• [Directions for this task]: Locate the word "entry" in the material, then show every line that holds it.
BEGIN
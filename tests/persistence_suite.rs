mod common;

use std::fs;

use splitbill::{
    core::utils::tmp_path,
    storage::{keys, JsonStore, KeyValueStore},
};

use common::{json_session, temp_base};

#[test]
fn headcount_payee_and_history_survive_restart() {
    let base = temp_base();
    {
        let mut session = json_session(&base);
        session.set_people_count(7).expect("people");
        session.set_payee("9876 5432").expect("payee");
        session.set_label("Hotpot");
        session.set_bill_amount(210.0);
        session.save_to_history().expect("save");
    }

    let reopened = json_session(&base);
    assert_eq!(reopened.state().people_count, 7);
    assert_eq!(reopened.state().payee, "9876 5432");
    assert_eq!(reopened.state().raw_bill_amount, 0.0);
    assert_eq!(reopened.history().len(), 1);
    assert_eq!(reopened.history().entries()[0].label, "Hotpot");
}

#[test]
fn corrupt_state_file_starts_with_defaults() {
    let base = temp_base();
    let store = JsonStore::new(Some(base.clone())).expect("store");
    fs::write(store.state_file(), "[[[ definitely not json").expect("corrupt");

    let mut session = json_session(&base);
    assert_eq!(session.state().people_count, 4);
    assert!(session.history().is_empty());

    session.set_bill_amount(30.0);
    session.save_to_history().expect("save replaces corrupt file");
    assert_eq!(json_session(&base).history().len(), 1);
}

#[test]
fn undecodable_history_is_ignored_but_other_keys_load() {
    let base = temp_base();
    let store = JsonStore::new(Some(base.clone())).expect("store");
    store.set(keys::PEOPLE_COUNT, "3").expect("people");
    store.set(keys::BILL_HISTORY, "{\"oops\":true}").expect("history");

    let session = json_session(&base);
    assert_eq!(session.state().people_count, 3);
    assert!(session.history().is_empty());
}

#[test]
fn legacy_history_entries_load() {
    let base = temp_base();
    let store = JsonStore::new(Some(base.clone())).expect("store");
    let legacy = r#"[{"id":"1714567890123","date":"2024-05-01T12:31:30Z","billName":"Brunch","totalBill":65.4,"peopleCount":3,"amountPerPerson":21.85,"serviceCharge":true,"gst":false}]"#;
    store.set(keys::BILL_HISTORY, legacy).expect("history");

    let session = json_session(&base);
    let entry = &session.history().entries()[0];
    assert_eq!(entry.id.as_str(), "1714567890123");
    assert_eq!(entry.label, "Brunch");
    assert_eq!(entry.people_count, 3);
    assert!(entry.service_charge_applied);
    assert!(!entry.tax_applied);
}

#[test]
fn failed_write_keeps_previous_state() {
    let base = temp_base();
    let mut session = json_session(&base);
    session.set_bill_amount(50.0);
    session.save_to_history().expect("first save");

    let state_file = JsonStore::new(Some(base.clone()))
        .expect("store")
        .state_file()
        .to_path_buf();
    let original = fs::read_to_string(&state_file).expect("read state");

    // A directory at the staging path makes the write fail before the rename.
    fs::create_dir_all(tmp_path(&state_file)).expect("block tmp path");
    session.set_bill_amount(60.0);
    assert!(session.save_to_history().is_err());

    let current = fs::read_to_string(&state_file).expect("read after failure");
    assert_eq!(current, original);
    assert_eq!(session.history().len(), 1);

    // Once the store recovers, the rejected bill must not reappear on disk.
    fs::remove_dir(tmp_path(&state_file)).expect("unblock tmp path");
    session.set_bill_amount(70.0);
    session.save_to_history().expect("save after recovery");
    let reopened = json_session(&base);
    let totals: Vec<f64> = reopened
        .history()
        .entries()
        .iter()
        .map(|entry| entry.total_with_fees)
        .collect();
    assert_eq!(totals.len(), 2);
    assert!((totals[0] - 77.0).abs() < 1e-9);
    assert!((totals[1] - 55.0).abs() < 1e-9);
}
END
• [Result]:
    let entry = &session.history().entries()[0];
    assert_eq!(entry.id.as_str(), "1714567890123");
    assert_eq!(entry.label, "Brunch");
    assert_eq!(entry.people_count, 3);
    assert!(entry.service_charge_applied);
    assert!(!entry.tax_applied);
        .map(|entry| entry.total_with_fees)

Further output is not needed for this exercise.